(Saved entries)
• • •
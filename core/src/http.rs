//! HTTP request and response types exchanged with a [`Transport`].
//!
//! # Design
//! Requests are plain data: the preparer and the redirect resolver build an
//! `HttpRequest`, the transport executes it and hands back an `HttpResponse`
//! whose body is a live stream. Header names compare case-insensitively but
//! keep the casing they were written with.
//!
//! [`Transport`]: crate::transport::Transport

use std::fmt;
use std::io::Read;
use std::time::Duration;

use chrono::{DateTime, Utc};
use url::Url;

/// Readable response body. Dropping it releases the underlying connection.
pub type Body = Box<dyn Read>;

/// HTTP method for a request.
#[derive(Debug, Clone, Copy, PartialEq, Eq)]
pub enum HttpMethod {
    Get,
    Post,
}

impl HttpMethod {
    pub fn as_str(self) -> &'static str {
        match self {
            HttpMethod::Get => "GET",
            HttpMethod::Post => "POST",
        }
    }
}

/// Ordered header list.
#[derive(Debug, Clone, Default, PartialEq, Eq)]
pub struct Headers(Vec<(String, String)>);

impl Headers {
    pub fn new() -> Self {
        Self::default()
    }

    /// Replaces every header named `name` with a single entry.
    pub fn set(&mut self, name: &str, value: &str) {
        self.0.retain(|(k, _)| !k.eq_ignore_ascii_case(name));
        self.0.push((name.to_string(), value.to_string()));
    }

    /// Appends an entry, keeping any existing ones with the same name.
    pub fn add(&mut self, name: &str, value: &str) {
        self.0.push((name.to_string(), value.to_string()));
    }

    /// First value for `name`.
    pub fn get(&self, name: &str) -> Option<&str> {
        self.0
            .iter()
            .find(|(k, _)| k.eq_ignore_ascii_case(name))
            .map(|(_, v)| v.as_str())
    }

    /// Last value for `name`. Response lookups use this, so a repeated
    /// `Set-Cookie` or `Location` resolves to the one the server sent last.
    pub fn last(&self, name: &str) -> Option<&str> {
        self.0
            .iter()
            .rev()
            .find(|(k, _)| k.eq_ignore_ascii_case(name))
            .map(|(_, v)| v.as_str())
    }

    pub fn get_all<'a, 'n>(&'a self, name: &'n str) -> impl Iterator<Item = &'a str> + 'n
    where
        'a: 'n,
    {
        self.0
            .iter()
            .filter(move |(k, _)| k.eq_ignore_ascii_case(name))
            .map(|(_, v)| v.as_str())
    }

    pub fn iter(&self) -> impl Iterator<Item = (&str, &str)> {
        self.0.iter().map(|(k, v)| (k.as_str(), v.as_str()))
    }

    pub fn len(&self) -> usize {
        self.0.len()
    }

    pub fn is_empty(&self) -> bool {
        self.0.is_empty()
    }
}

impl<K: Into<String>, V: Into<String>> FromIterator<(K, V)> for Headers {
    fn from_iter<I: IntoIterator<Item = (K, V)>>(iter: I) -> Self {
        Headers(iter.into_iter().map(|(k, v)| (k.into(), v.into())).collect())
    }
}

/// Connection-level settings applied when a request is opened.
///
/// `use_caches` and `allow_user_interaction` are advisory; transports
/// without an equivalent ignore them.
#[derive(Debug, Clone, PartialEq, Eq)]
pub struct RequestSettings {
    pub connect_timeout: Duration,
    pub read_timeout: Duration,
    pub allow_user_interaction: bool,
    pub use_caches: bool,
    pub if_modified_since: Option<DateTime<Utc>>,
    pub do_input: bool,
    pub do_output: bool,
}

/// An HTTP request described as plain data.
#[derive(Debug, Clone)]
pub struct HttpRequest {
    pub method: HttpMethod,
    pub url: Url,
    pub headers: Headers,
    pub settings: RequestSettings,
    pub body: Option<Vec<u8>>,
}

/// An HTTP response with a live body stream.
pub struct HttpResponse {
    pub status: u16,
    /// Status message sent by the server, e.g. `Not Found`.
    pub message: String,
    pub headers: Headers,
    pub body: Body,
}

impl fmt::Debug for HttpResponse {
    fn fmt(&self, f: &mut fmt::Formatter<'_>) -> fmt::Result {
        f.debug_struct("HttpResponse")
            .field("status", &self.status)
            .field("message", &self.message)
            .field("headers", &self.headers)
            .finish_non_exhaustive()
    }
}
//! Opens a URL and hands back a validated connection.
//!
//! # Design
//! `ConnectionPreparer` holds only a transport and the application identity;
//! each `prepare` call is independent. GET requests over HTTP are sent right
//! away, classified, and their redirects followed, so what comes back is
//! ready to read. POST requests come back as a [`PendingPost`] that has not
//! touched the network: the caller supplies the body, and validation runs
//! once it is sent.

use std::collections::BTreeMap;

use url::Url;

use crate::classify::classify;
use crate::config::AppIdentity;
use crate::connection::{Connection, HttpConnection, PlainConnection};
use crate::error::FetchError;
use crate::http::{Headers, HttpRequest};
use crate::params::ConnectionParams;
use crate::resolve::resolve_url;
use crate::transport::{is_http, Transport, UreqTransport};

pub const USER_AGENT_HEADER: &str = "User-Agent";
pub const USER_HEADER: &str = "Weasis-User";

/// Builds connections from URLs and [`ConnectionParams`].
#[derive(Debug, Clone)]
pub struct ConnectionPreparer<T> {
    transport: T,
    identity: AppIdentity,
}

impl Default for ConnectionPreparer<UreqTransport> {
    fn default() -> Self {
        Self::new(UreqTransport::new(), AppIdentity::default())
    }
}

impl<T: Transport> ConnectionPreparer<T> {
    pub fn new(transport: T, identity: AppIdentity) -> Self {
        Self { transport, identity }
    }

    pub fn transport(&self) -> &T {
        &self.transport
    }

    pub fn identity(&self) -> &AppIdentity {
        &self.identity
    }

    /// Resolves `path_or_url` (see [`resolve_url`]) and prepares it.
    pub fn open(&self, path_or_url: &str, params: &ConnectionParams) -> Result<PreparedConnection<'_, T>, FetchError> {
        let url = resolve_url(path_or_url)?;
        self.prepare(&url, params)
    }

    /// Opens `path_or_url` and reads the whole body as text, with line
    /// terminators removed. POST parameters send an empty body.
    pub fn fetch_text(&self, path_or_url: &str, params: &ConnectionParams) -> Result<String, FetchError> {
        self.open(path_or_url, params)?.read_text()
    }

    /// Applies `params` to a new connection for `url`.
    ///
    /// - non-HTTP schemes: the resource is opened and returned unclassified;
    /// - POST: returns [`PreparedConnection::Post`] without any exchange;
    /// - GET: sends the request and returns the classified connection, after
    ///   following redirects.
    pub fn prepare(&self, url: &Url, params: &ConnectionParams) -> Result<PreparedConnection<'_, T>, FetchError> {
        let settings = params.request_settings();
        if !is_http(url) {
            let body = self.transport.open_plain(url, &settings)?;
            return Ok(PreparedConnection::Ready(PlainConnection::new(url.clone(), body).into()));
        }

        let request = HttpRequest {
            method: params.method(),
            url: url.clone(),
            headers: self.request_headers(params),
            settings,
            body: None,
        };

        if params.is_http_post() {
            return Ok(PreparedConnection::Post(PendingPost {
                transport: &self.transport,
                request,
                forward_headers: params.headers().clone(),
            }));
        }

        let response = self.transport.send(&request)?;
        let connection = classify(&self.transport, HttpConnection::new(request, response), params.headers())?;
        Ok(PreparedConnection::Ready(connection))
    }

    /// Caller headers followed by the identity headers, which always win.
    fn request_headers(&self, params: &ConnectionParams) -> Headers {
        let mut headers = Headers::new();
        for (name, value) in params.headers() {
            headers.set(name, value);
        }
        headers.set(USER_AGENT_HEADER, self.identity.user_agent());
        headers.set(USER_HEADER, &self.identity.user_header());
        headers
    }
}

/// What [`ConnectionPreparer::prepare`] returns.
#[derive(Debug)]
pub enum PreparedConnection<'a, T> {
    /// Validated (GET) or opened (non-HTTP) and ready to read.
    Ready(Connection),
    /// POST waiting for its body. Nothing has been sent yet.
    Post(PendingPost<'a, T>),
}

impl<T: Transport> PreparedConnection<'_, T> {
    pub fn url(&self) -> &Url {
        match self {
            PreparedConnection::Ready(c) => c.url(),
            PreparedConnection::Post(p) => p.url(),
        }
    }

    /// Request headers in effect when the connection was finalized. `None`
    /// for non-HTTP connections.
    pub fn request_headers(&self) -> Option<&Headers> {
        match self {
            PreparedConnection::Ready(c) => c.as_http().map(HttpConnection::request_headers),
            PreparedConnection::Post(p) => Some(p.request_headers()),
        }
    }

    pub fn is_pending(&self) -> bool {
        matches!(self, PreparedConnection::Post(_))
    }

    /// Ready connection, sending a pending POST with an empty body first.
    pub fn connect(self) -> Result<Connection, FetchError> {
        match self {
            PreparedConnection::Ready(c) => Ok(c),
            PreparedConnection::Post(p) => p.send(Vec::new()),
        }
    }

    pub fn read_text(self) -> Result<String, FetchError> {
        self.connect()?.read_text()
    }
}

/// A POST request that has been prepared but not sent.
#[derive(Debug)]
pub struct PendingPost<'a, T> {
    transport: &'a T,
    request: HttpRequest,
    forward_headers: BTreeMap<String, String>,
}

impl<T: Transport> PendingPost<'_, T> {
    pub fn url(&self) -> &Url {
        &self.request.url
    }

    pub fn request_headers(&self) -> &Headers {
        &self.request.headers
    }

    /// Sends the request with `body` and classifies the response the same
    /// way a GET is classified.
    pub fn send(self, body: impl Into<Vec<u8>>) -> Result<Connection, FetchError> {
        let PendingPost {
            transport,
            mut request,
            forward_headers,
        } = self;
        request.body = Some(body.into());
        let response = transport.send(&request)?;
        classify(transport, HttpConnection::new(request, response), &forward_headers)
    }
}
//! Error types for opening and reading connections.
//!
//! # Design
//! `Io`, `Transport` and `Status` together form the transport failure family:
//! anything that went wrong while talking to the resource, including a
//! server answering with a status that is neither success nor a followed
//! redirect, or a `Location` that cannot be followed. `MalformedUrl` is
//! raised while resolving the input, before any I/O happens, so callers can
//! tell a bad address from a bad server.

use thiserror::Error;

/// Errors returned while resolving, opening or reading a connection.
#[derive(Debug, Error)]
pub enum FetchError {
    /// Local I/O failure, e.g. reading a body or a file.
    #[error(transparent)]
    Io(#[from] std::io::Error),

    /// The transport could not complete the exchange (connect, DNS,
    /// protocol errors).
    #[error("transport error: {0}")]
    Transport(String),

    /// The server answered with a status that is neither success nor a
    /// followed redirect. Displays as the server's status message.
    #[error("{message}")]
    Status { code: u16, message: String },

    /// The input could not be turned into a URL.
    #[error("malformed url `{input}`: {reason}")]
    MalformedUrl { input: String, reason: String },

    /// Connection parameters could not be decoded from JSON.
    #[error("invalid connection parameters: {0}")]
    Json(#[from] serde_json::Error),

    /// No transport is available for the URL scheme.
    #[error("unsupported url scheme `{0}`")]
    UnsupportedScheme(String),
}

impl FetchError {
    /// True for failures that happened while talking to the resource, as
    /// opposed to resolving its address.
    pub fn is_transport(&self) -> bool {
        matches!(
            self,
            FetchError::Io(_) | FetchError::Transport(_) | FetchError::Status { .. }
        )
    }

    /// HTTP status code carried by a `Status` error.
    pub fn status_code(&self) -> Option<u16> {
        match self {
            FetchError::Status { code, .. } => Some(*code),
            _ => None,
        }
    }

    pub(crate) fn malformed(input: &str, reason: impl ToString) -> Self {
        FetchError::MalformedUrl {
            input: input.to_string(),
            reason: reason.to_string(),
        }
    }
}
//! Decides what to do with a received HTTP response.

use std::collections::BTreeMap;

use log::Level;

use crate::connection::{Connection, HttpConnection};
use crate::error::FetchError;
use crate::redirect::follow_redirects;
use crate::transport::Transport;

/// How a status code is handled.
#[derive(Debug, Clone, Copy, PartialEq, Eq)]
pub enum Outcome {
    Success,
    Redirect,
    Failure,
}

impl Outcome {
    pub fn of(status: u16) -> Self {
        match status {
            200..=299 => Outcome::Success,
            301..=303 => Outcome::Redirect,
            _ => Outcome::Failure,
        }
    }
}

/// Passes successful responses through, follows 301/302/303 redirects, and
/// turns every other status into [`FetchError::Status`].
///
/// When trace logging is enabled the error body is read and logged before
/// failing; problems reading it are only logged.
pub fn classify<T: Transport + ?Sized>(
    transport: &T,
    mut connection: HttpConnection,
    forward_headers: &BTreeMap<String, String>,
) -> Result<Connection, FetchError> {
    let code = connection.status();
    match Outcome::of(code) {
        Outcome::Success => Ok(connection.into()),
        Outcome::Redirect => follow_redirects(transport, connection, forward_headers),
        Outcome::Failure => {
            let message = connection.status_message().to_string();
            log::warn!("http Status {code} - {message}");
            if log::log_enabled!(Level::Trace) {
                log_error_body(&mut connection);
            }
            Err(FetchError::Status { code, message })
        }
    }
}

fn log_error_body(connection: &mut HttpConnection) {
    match connection.drain_body() {
        Ok(body) if !body.trim().is_empty() => {
            log::trace!("{} failed, server response: {body}", connection.url());
        }
        Ok(_) => {}
        Err(e) => log::debug!("could not read error body from {}: {e}", connection.url()),
    }
}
• • •
Exercise goal ::
Look through the records for the word "Opens". Every line that has it should be copied.

Written response ::
//! Opens a URL and hands back a validated connection.
    /// Opens `path_or_url` and reads the whole body as text, with line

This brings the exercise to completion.